Le marquis avait pris la direction de la petite troupe et la conduisait vers les magasins de son dépôt où il pensait bien trouver quelque employé qui le renseignerait sur l’arrivée et le départ des Indiens, mais ses magasins étaient déserts et il n’y trouva âme qui vive.

— Chez le corregidor ! commanda-t-il.

Les quatre voyageurs venaient d’entrer dans la grande et unique rue qui conduit à l’aréna, l’immense place centrale où l’on enfonce dans le sable jusqu’à la cheville, quand ils furent arrêtés par un grand feu de joie. Les Indiens brûlaient la feuille sacrée du maïs, toujours en l’honneur de Garcia, risquant de mettre le feu aux petites maisons basses toutes badigeonnées de blanc et de bleu, habitées par les métis riches de la province qui s’étaient enfuis pour n’avoir pas à se compromettre.

La folie de l’alcool et la folie des pétards avaient entrepris tout ce qui était visible de la population. On avait mis au pillage une fabrique de pisco, eau-de-vie très renommée qui a pris le nom de la ville et que l’on tire d’une sorte de raisin de malaga. Excités par la boisson, les indigènes allaient chercher au feu de joie des feuilles de maïs enflammées dont ils se frappaient les uns et les autres en s’écriant en langue aïmara : « Que le mal s’en aille ! que le mal s’en aille ! » et quelques-uns se brûlaient atrocement, ce dont ils ne paraissaient pas s’apercevoir dans leur exaltation.

Natividad aperçut un métis qui, dans le coin d’une porte, se tenait tranquille et triste, car il avait sans doute quelque chose à perdre dans cette petite fête : sa maison dont il craignait l’incendie, sa cave dont il redoutait le pillage. Il lui demanda où il pourrait voir le corregidor.

Le métis lui répondit simplement : « Suivez-moi ! » Et tous suivirent. Et il les conduisit le long d’un trottoir en bois qui commençait à brûler, jusqu’à l’aréna, en face de l’église.

Cette place s’adorait de quatre palmiers rachitiques. Autour de l’un d’eux il y avait une grande populace dansante… et au pied de ce palmier un feu commençait d’allonger ses flammes pâles dans le jour cendré. À une branche de palmier quelque chose pendait. Le métis montra cette chose à l’inspecteur supérieur.

— Voici le corregidor, dit-il.

Natividad, le marquis, Raymond s’arrêtèrent, muets d’horreur. Alors le métis se pencha à l’oreille de Natividad et celui-ci s’enfuit épouvanté.

— Sauvons-nous, sauvons-nous, criait-il à ses compagnons.

— Qu’y a-t-il donc ? questionna flegmatiquement François-Gaspard en allongeant le ciseau de ses longues jambes.

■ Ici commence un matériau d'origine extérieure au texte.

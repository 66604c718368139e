//! Background job scheduler.
//!
//! Registers one cron job per report type plus the housekeeping jobs: the
//! stuck-run watchdog and the durable cache purge.

use std::sync::Arc;

use chrono::Utc;
use sentra_core::{AppConfig, ReportType, TriggerSource};
use sentra_pipeline::{sweep_stale_runs, PipelineError, ReportController, WatchdogLimits};
use sqlx::PgPool;
use tokio_cron_scheduler::{Job, JobScheduler, JobSchedulerError};

/// Every minute, at second zero.
const WATCHDOG_CRON: &str = "0 * * * * *";
/// Hourly, at minute 17.
const CACHE_PURGE_CRON: &str = "0 17 * * * *";

/// Builds and starts the background job scheduler.
///
/// Returns the running [`JobScheduler`] handle, which must be kept alive
/// for the lifetime of the process. Dropping it shuts down all jobs.
///
/// # Errors
///
/// Returns [`JobSchedulerError`] if the scheduler cannot be initialised,
/// a cron expression is rejected, or the scheduler fails to start.
pub async fn build_scheduler(
    pool: PgPool,
    controller: Arc<ReportController>,
    config: Arc<AppConfig>,
) -> Result<JobScheduler, JobSchedulerError> {
    let scheduler = JobScheduler::new().await?;

    for report_type in ReportType::ALL {
        register_report_job(
            &scheduler,
            Arc::clone(&controller),
            report_type,
            config.schedules.cron_for(report_type),
        )
        .await?;
    }
    register_watchdog_job(&scheduler, Arc::clone(&controller), &config).await?;
    register_cache_purge_job(&scheduler, pool).await?;

    scheduler.start().await?;
    Ok(scheduler)
}

async fn register_report_job(
    scheduler: &JobScheduler,
    controller: Arc<ReportController>,
    report_type: ReportType,
    cron: &str,
) -> Result<(), JobSchedulerError> {
    let job = Job::new_async(cron, move |_uuid, _lock| {
        let controller = Arc::clone(&controller);

        Box::pin(async move {
            run_scheduled_report(&controller, report_type).await;
        })
    })?;

    scheduler.add(job).await?;
    tracing::info!(report_type = %report_type, cron, "scheduler: report job registered");
    Ok(())
}

async fn run_scheduled_report(controller: &ReportController, report_type: ReportType) {
    let scheduled_date = Utc::now().date_naive();
    tracing::info!(
        report_type = %report_type,
        scheduled_date = %scheduled_date,
        "scheduler: starting report run"
    );

    match controller
        .execute(report_type, scheduled_date, TriggerSource::Scheduler)
        .await
    {
        Ok(payload) => tracing::info!(
            run_id = %payload.run.run_id,
            status = %payload.run.status,
            symbols = payload.results.len(),
            "scheduler: report run complete"
        ),
        Err(PipelineError::Discarded { run_id }) => {
            tracing::warn!(run_id = %run_id, "scheduler: report run discarded");
        }
        Err(e) => tracing::error!(
            report_type = %report_type,
            error = %e,
            "scheduler: report run failed"
        ),
    }
}

async fn register_watchdog_job(
    scheduler: &JobScheduler,
    controller: Arc<ReportController>,
    config: &AppConfig,
) -> Result<(), JobSchedulerError> {
    let limits = WatchdogLimits::from_app_config(config);

    let job = Job::new_async(WATCHDOG_CRON, move |_uuid, _lock| {
        let controller = Arc::clone(&controller);

        Box::pin(async move {
            match sweep_stale_runs(controller.ledger().as_ref(), limits, Utc::now()).await {
                Ok(failed) if !failed.is_empty() => {
                    tracing::warn!(count = failed.len(), "scheduler: watchdog failed stuck runs");
                }
                Ok(_) => {}
                Err(e) => tracing::error!(error = %e, "scheduler: watchdog sweep failed"),
            }
        })
    })?;

    scheduler.add(job).await?;
    Ok(())
}

async fn register_cache_purge_job(
    scheduler: &JobScheduler,
    pool: PgPool,
) -> Result<(), JobSchedulerError> {
    let pool = Arc::new(pool);

    let job = Job::new_async(CACHE_PURGE_CRON, move |_uuid, _lock| {
        let pool = Arc::clone(&pool);

        Box::pin(async move {
            match sentra_db::purge_expired_cache_entries(&pool, Utc::now()).await {
                Ok(removed) => {
                    tracing::debug!(removed, "scheduler: expired cache entries purged");
                }
                Err(e) => tracing::error!(error = %e, "scheduler: cache purge failed"),
            }
        })
    })?;

    scheduler.add(job).await?;
    Ok(())
}
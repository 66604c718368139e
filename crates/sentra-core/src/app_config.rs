use std::net::SocketAddr;

use crate::types::{ModelKind, ReportType};

#[derive(Debug, Clone, PartialEq, Eq)]
pub enum Environment {
    Development,
    Test,
    Production,
}

impl std::fmt::Display for Environment {
    fn fmt(&self, f: &mut std::fmt::Formatter<'_>) -> std::fmt::Result {
        match self {
            Environment::Development => write!(f, "development"),
            Environment::Test => write!(f, "test"),
            Environment::Production => write!(f, "production"),
        }
    }
}

/// Connection settings for one inference endpoint.
#[derive(Debug, Clone, PartialEq, Eq)]
pub struct ModelEndpointConfig {
    pub base_url: String,
    pub kind: ModelKind,
    pub timeout_secs: u64,
}

/// Cron expressions (six-field, seconds first) for each report type.
#[derive(Debug, Clone, PartialEq, Eq)]
pub struct ReportSchedules {
    pub premarket: String,
    pub midday: String,
    pub end_of_day: String,
}

impl ReportSchedules {
    #[must_use]
    pub fn cron_for(&self, report_type: ReportType) -> &str {
        match report_type {
            ReportType::Premarket => &self.premarket,
            ReportType::Midday => &self.midday,
            ReportType::EndOfDay => &self.end_of_day,
        }
    }
}

#[derive(Clone)]
pub struct AppConfig {
    pub database_url: String,
    pub env: Environment,
    pub bind_addr: SocketAddr,
    pub log_level: String,
    pub db_max_connections: u32,
    pub db_min_connections: u32,
    pub db_acquire_timeout_secs: u64,
    pub symbols: Vec<String>,
    pub model_a: ModelEndpointConfig,
    pub model_b: ModelEndpointConfig,
    pub retry_max_attempts: u32,
    pub retry_backoff_base_ms: u64,
    pub retry_backoff_cap_ms: u64,
    pub breaker_threshold: u32,
    pub breaker_cooldown_secs: u64,
    pub max_concurrent_symbols: usize,
    pub run_deadline_secs: u64,
    pub max_stage_secs: u64,
    pub news_window_hours: u32,
    pub news_cache_ttl_secs: u64,
    pub analysis_cache_ttl_secs: u64,
    pub fast_cache_capacity: usize,
    pub schedules: ReportSchedules,
}

impl std::fmt::Debug for AppConfig {
    fn fmt(&self, f: &mut std::fmt::Formatter<'_>) -> std::fmt::Result {
        f.debug_struct("AppConfig")
            .field("env", &self.env)
            .field("bind_addr", &self.bind_addr)
            .field("log_level", &self.log_level)
            .field("database_url", &"[redacted]")
            .field("db_max_connections", &self.db_max_connections)
            .field("db_min_connections", &self.db_min_connections)
            .field("db_acquire_timeout_secs", &self.db_acquire_timeout_secs)
            .field("symbols", &self.symbols)
            .field("model_a", &self.model_a)
            .field("model_b", &self.model_b)
            .field("retry_max_attempts", &self.retry_max_attempts)
            .field("retry_backoff_base_ms", &self.retry_backoff_base_ms)
            .field("retry_backoff_cap_ms", &self.retry_backoff_cap_ms)
            .field("breaker_threshold", &self.breaker_threshold)
            .field("breaker_cooldown_secs", &self.breaker_cooldown_secs)
            .field("max_concurrent_symbols", &self.max_concurrent_symbols)
            .field("run_deadline_secs", &self.run_deadline_secs)
            .field("max_stage_secs", &self.max_stage_secs)
            .field("news_window_hours", &self.news_window_hours)
            .field("news_cache_ttl_secs", &self.news_cache_ttl_secs)
            .field("analysis_cache_ttl_secs", &self.analysis_cache_ttl_secs)
            .field("fast_cache_capacity", &self.fast_cache_capacity)
            .field("schedules", &self.schedules)
            .finish()
    }
}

— Il y a… il y a qu’ils vont le manger !

— Pas possible ! répliqua François-Gaspard qui prit le temps de se moucher pour cacher son plus fin sourire. Mais le commissaire n’eut point l’occasion d’admirer tant de tranquillité désinvolte. Natividad se sauvait réellement, ne tenant pas à être témoin du renouvellement d’une scène terrible dont on frémissait encore à Lima. Il se rappelait la fin tragique des frères Guttierg, usurpateurs de la présidence. Portés au pouvoir par la foule, ils avaient été massacrés dans la rue par cette même foule, puis pendus à la cathédrale, et des lambeaux de leur chair avaient été ensuite mangés par la populace, qui, sur la place publique, avait allumé des bûchers et rôtissait ses présidents ![1].

Le marquis et Raymond avaient peine à le suivre ; François-Gaspard fermait la marche et se parlait à lui-même : « Ils ne me feront pas peur, disait-il, avec leur mannequin !… »

  1. Voyage au Pérou. Charles d’Ursel, secrétaire de légation, page 279.